Each line of the data that includes the string "ConfigError" is to be copied out.

__Extracted information__:

------------------------------------------------

//! Configuration loading from files (std only).

use std::fs;
use std::path::Path;

use crate::error::{ConfigError, Error, Result};

use super::MachineConfig;

/// Load a machine configuration from a TOML file.
///
/// # Errors
///
/// Returns an error if the file cannot be read or parsed.
///
/// # Example
///
/// ```rust,ignore
/// use cutter_motion::load_config;
///
/// let config = load_config("cutter.toml")?;
/// ```
pub fn load_config<P: AsRef<Path>>(path: P) -> Result<MachineConfig> {
    let content = fs::read_to_string(path.as_ref()).map_err(|e| {
        let msg = heapless::String::try_from(e.to_string().as_str()).unwrap_or_default();
        Error::Config(ConfigError::IoError(msg))
    })?;

    parse_config(&content)
}

/// Parse a machine configuration from a TOML string.
///
/// # Errors
///
/// Returns an error if the TOML is invalid or fails validation.
pub fn parse_config(content: &str) -> Result<MachineConfig> {
    let config: MachineConfig = toml::from_str(content).map_err(|e| {
        let msg = heapless::String::try_from(e.message()).unwrap_or_default();
        Error::Config(ConfigError::ParseError(msg))
    })?;

    // Validate the configuration
    super::validation::validate_config(&config)?;

    Ok(config)
}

------------------------------------------------

__The answer__:
use crate::error::{ConfigError, Error, Result};
        Error::Config(ConfigError::IoError(msg))
        Error::Config(ConfigError::ParseError(msg))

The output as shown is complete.